My family began as one little unit, but had become little dots on a map as each person created his
or her own little family. This de-centralization has weakened the once close-knit society that
existed in former years. With this constant change, how can one person create a link from an
older generation to the younger one? My project attempted to prime the generational pump and
unite families, beginning with mine. The project included visiting little known members of my
family over Christmas break 2004, interviewing them, and then creating descriptive photographs
that revealed more about each person. The resulting photographs, along with excerpts from the
interview, were to be displayed in the Harold B. Lee Library on the campus of Brigham Young
University during April 2004. For various reasons beyond my control, my proposed start-date
for this project passed and I had not learned if I would receive the Research Grant.

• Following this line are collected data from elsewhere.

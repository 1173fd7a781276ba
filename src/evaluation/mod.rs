//! Cross-validation: fold construction and per-candidate scoring

mod evaluator;
mod splitter;

pub use evaluator::{CrossValidationEvaluator, FoldScore, TrialResult, TrialStatus};
pub use splitter::{CVSplit, DataSplitter, SplitStrategy};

Nevertheless,
I felt prompted to begin the project.

In December 2004, I drove from Utah to Indiana with my sister. We stopped along the way in
Missouri and met one of my dad’s cousins. I had never met her, but I was amazed how willing
she was to talk about her past and the history of her family. She even fed us as we got to know
her family including her two big dogs. Unfortunately, we had no time for a photograph. Even
so, we departed and I felt assured that this trip would be fruitful. Our next stop was a few hours
down the road with another of my dad’s cousins. Again, we were met with open arms.
Throughout this trip I met people I have never known. Just like reading pages from a book, the
names of family members that before have been empty and vague became clearer and clearer.
Those vacant names became people, and in the process, I learned about my heritage.


My journey continued with similar experiences. Not everyone opened up completely, but when
they did, things got interesting. I discovered that my family has some unusual family dynamics.


From the seventeen people I proposed interviewing, I ended up interviewing fifteen in the period
of about two weeks. Of those fifteen I could only photograph thirteen. I don’t know how each
person personally responded to this project, but I felt welcomed. One of the most successful
interviews came not from an unfamiliar family member, but from my own mother. From her
interview I learned much about her childhood, her fears, and her interests.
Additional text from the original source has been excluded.